Rick Ruben, record producer and founder of Def Jam Records wrote about this in his book, The Creative Act: A Way of Being. He lists never statements under the heading: thoughts and habits not conducive to the work. The work being: creativity.
Ironically, before reading Ruben’s new(ish) book, I fought hard against my own self imposed rule: never go to a book club if you haven’t read the book. Hesitantly, I picked apart the word, ‘never,’ taking the letter ‘n’ away, but keeping ‘ever’ —at any time. At all times; always. In any way.
I showed up with my barely opened copy. Sitting in a circle under a shaded tree in the park, I found myself next to a very indexed version of underlined and dog-eared pages and by the just-finished book, across from the admittedly half-way there book. Regardless of our re-read or not-yet-read pages, we found that we had all arrived at the same vulnerable feeling: we are never doing enough.
Never statements are lonely and rarely admitted out loud. Why is this? Why is it is so much harder to say I am enough and believe it?
Ruben identifies habits—our movements, speech, thought, and perception as pathways carved into our brains, functioning autonomously and automatically. It is painful, awkward, and uncomfortable to unlearn or to create a new behavior or habit, or to even recognize when one is no longer serving you.

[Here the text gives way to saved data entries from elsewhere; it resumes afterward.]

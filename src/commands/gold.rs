// Copyright (c) 2025 Soumyadip Sarkar.
// All rights reserved.
//
// This source code is licensed under the license found in the
// LICENSE file in the root directory of this source tree.

use crate::commands::prices;
use crate::ledger::gold::{self, Valuation};
use crate::models::{Account, AccountType, GoldType, TxKind};
use crate::utils::{
    fmt_money, latest_price, load_account, load_all_lots, load_lots, maybe_print_json, parse_date,
    parse_decimal, pretty_table, refresh_gold_balance, replace_lots,
};
use anyhow::{bail, Result};
use chrono::Utc;
use rusqlite::{params, Connection};
use rust_decimal::Decimal;
use serde_json::json;
use std::str::FromStr;

pub const SALE_CATEGORY: &str = "Gold Sale";

pub fn handle(conn: &mut Connection, m: &clap::ArgMatches) -> Result<()> {
    match m.subcommand() {
        Some(("buy", sub)) => buy(conn, sub)?,
        Some(("sell", sub)) => sell(conn, sub)?,
        Some(("value", sub)) => value(conn, sub)?,
        Some(("lots", sub)) => lots(conn, sub)?,
        _ => {}
    }
    Ok(())
}

fn gold_account(conn: &Connection, name: &str) -> Result<Account> {
    let account = load_account(conn, name)?;
    if account.kind != AccountType::Gold {
        bail!("Account '{}' is not a gold account", account.name);
    }
    Ok(account)
}

fn buy(conn: &mut Connection, sub: &clap::ArgMatches) -> Result<()> {
    let account = gold_account(conn, sub.get_one::<String>("account").unwrap().trim())?;
    let gold_type = GoldType::from_str(sub.get_one::<String>("type").unwrap().trim())?;
    let quantity = parse_decimal(sub.get_one::<String>("quantity").unwrap().trim())?;
    let unit_price = parse_decimal(sub.get_one::<String>("price").unwrap().trim())?;
    let purchased_at = match sub.get_one::<String>("date") {
        Some(raw) => parse_date(raw.trim())?
            .and_hms_opt(12, 0, 0)
            .map(|dt| dt.and_utc())
            .unwrap_or_else(Utc::now),
        None => Utc::now(),
    };

    // Purchases stay discrete lots; the ledger rejects bad quantities
    // before anything is written.
    let mut staged = Vec::new();
    gold::add_lot(&mut staged, quantity, unit_price, purchased_at)?;
    let lot = &staged[0];

    let tx = conn.transaction()?;
    tx.execute(
        "INSERT INTO gold_lots(account_id, gold_type, quantity, unit_price, purchased_at)
         VALUES (?1, ?2, ?3, ?4, ?5)",
        params![
            account.id,
            gold_type.as_str(),
            lot.quantity.to_string(),
            lot.unit_price.to_string(),
            lot.purchased_at.to_rfc3339()
        ],
    )?;
    let balance = refresh_gold_balance(&tx, account.id)?;
    tx.commit()?;

    println!(
        "Added lot: {} x {} gold @ {} (account '{}', value {})",
        quantity,
        gold_type,
        unit_price,
        account.name,
        balance.round_dp(2)
    );
    Ok(())
}

fn sell(conn: &mut Connection, sub: &clap::ArgMatches) -> Result<()> {
    let account = gold_account(conn, sub.get_one::<String>("account").unwrap().trim())?;
    let target = load_account(conn, sub.get_one::<String>("to").unwrap().trim())?;
    let gold_type = GoldType::from_str(sub.get_one::<String>("type").unwrap().trim())?;
    let quantity = parse_decimal(sub.get_one::<String>("quantity").unwrap().trim())?;
    let unit_price = parse_decimal(sub.get_one::<String>("price").unwrap().trim())?;
    let date = match sub.get_one::<String>("date") {
        Some(raw) => parse_date(raw.trim())?,
        None => Utc::now().date_naive(),
    };

    if !target.kind.accepts_postings() {
        bail!(
            "Target account '{}' ({}) cannot receive sale proceeds",
            target.name,
            target.kind
        );
    }

    // FIFO consumption happens in memory first; InsufficientHoldings
    // propagates before any write.
    let mut lots = load_lots(conn, account.id, gold_type)?;
    let proceeds = gold::sell_fifo(&mut lots, quantity, unit_price)?;
    let new_target_balance = target.balance + proceeds;

    // Surviving lots, the target credit, and the ledger row commit as
    // one sqlite transaction.
    let tx = conn.transaction()?;
    replace_lots(&tx, account.id, gold_type, &lots)?;
    refresh_gold_balance(&tx, account.id)?;
    tx.execute(
        "UPDATE accounts SET balance=?1 WHERE id=?2",
        params![new_target_balance.to_string(), target.id],
    )?;
    tx.execute(
        "INSERT INTO transactions(date, account_id, kind, amount, category, description)
         VALUES (?1, ?2, ?3, ?4, ?5, ?6)",
        params![
            date.to_string(),
            target.id,
            TxKind::Income.as_str(),
            proceeds.to_string(),
            SALE_CATEGORY,
            format!("Sold {} x {} gold from '{}'", quantity, gold_type, account.name)
        ],
    )?;
    tx.commit()?;

    println!(
        "Sold {} x {} gold for {} -> '{}' (balance {})",
        quantity,
        gold_type,
        fmt_money(&proceeds, &target.currency),
        target.name,
        new_target_balance.round_dp(2)
    );
    Ok(())
}

fn value(conn: &mut Connection, sub: &clap::ArgMatches) -> Result<()> {
    if sub.get_flag("live") {
        prices::refresh(conn)?;
    }
    let account = gold_account(conn, sub.get_one::<String>("account").unwrap().trim())?;

    let mut rows = Vec::new();
    let mut parts = Vec::new();
    for (gt, lots) in load_all_lots(conn, account.id)? {
        // Types with no stored quote are valued at their own cost.
        let market = match latest_price(conn, gt)? {
            Some(p) => p,
            None => {
                let qty: Decimal = lots.iter().map(|l| l.quantity).sum();
                if qty.is_zero() {
                    continue;
                }
                lots.iter()
                    .map(|l| l.quantity * l.unit_price)
                    .sum::<Decimal>()
                    / qty
            }
        };
        let v = gold::value_lots(&lots, market);
        rows.push((gt, v));
        parts.push(v);
    }
    let total = Valuation::combine(parts);

    if sub.get_flag("json") {
        let v = json!({
            "account": account.name,
            "types": rows.iter().map(|(gt, v)| json!({
                "gold_type": gt,
                "current_value": v.current_value,
                "cost_basis": v.cost_basis,
                "profit_loss": v.profit_loss,
                "profit_loss_pct": v.profit_loss_pct.round_dp(2),
            })).collect::<Vec<_>>(),
            "total_value": total.current_value,
            "total_cost_basis": total.cost_basis,
            "total_profit_loss": total.profit_loss,
            "total_profit_loss_pct": total.profit_loss_pct.round_dp(2),
        });
        maybe_print_json(true, false, &v)?;
        return Ok(());
    }

    let mut data: Vec<Vec<String>> = rows
        .into_iter()
        .map(|(gt, v)| {
            vec![
                gt.to_string(),
                format!("{:.2}", v.current_value),
                format!("{:.2}", v.cost_basis),
                format!("{:.2}", v.profit_loss),
                format!("{:.2}%", v.profit_loss_pct),
            ]
        })
        .collect();
    data.push(vec![
        "TOTAL".into(),
        format!("{:.2}", total.current_value),
        format!("{:.2}", total.cost_basis),
        format!("{:.2}", total.profit_loss),
        format!("{:.2}%", total.profit_loss_pct),
    ]);
    println!(
        "{}",
        pretty_table(&["Type", "Value", "Cost", "P/L", "P/L %"], data)
    );
    Ok(())
}

fn lots(conn: &Connection, sub: &clap::ArgMatches) -> Result<()> {
    let account = gold_account(conn, sub.get_one::<String>("account").unwrap().trim())?;
    let mut data = Vec::new();
    for (gt, lots) in load_all_lots(conn, account.id)? {
        for lot in lots {
            data.push(vec![
                gt.to_string(),
                format!("{}", lot.quantity),
                format!("{:.2}", lot.unit_price),
                lot.purchased_at.format("%Y-%m-%d").to_string(),
            ]);
        }
    }
    println!(
        "{}",
        pretty_table(&["Type", "Qty", "Unit Price", "Purchased"], data)
    );
    Ok(())
}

For my latest two person exhibition, Recieving Space with Owen Premore at Souvenir gallery this past September, I showed a new series of works on paper that initiated with the phrase: to pick up words from the ground never opened.
This phrase recounts the time I found fragmented letter forms lying on the ground in a field while out for a run.
The happenstance of stopping to notice waterlogged cardboard pieces that had dislodged themselves from an obscure site-specific cement sculpture a few yards away gave me the immediate feeling of being right where I should be. It was random that I happened to be running. Yet, being in a small town for a month at an artist residency without a car led me to attempt to explore a new place on foot.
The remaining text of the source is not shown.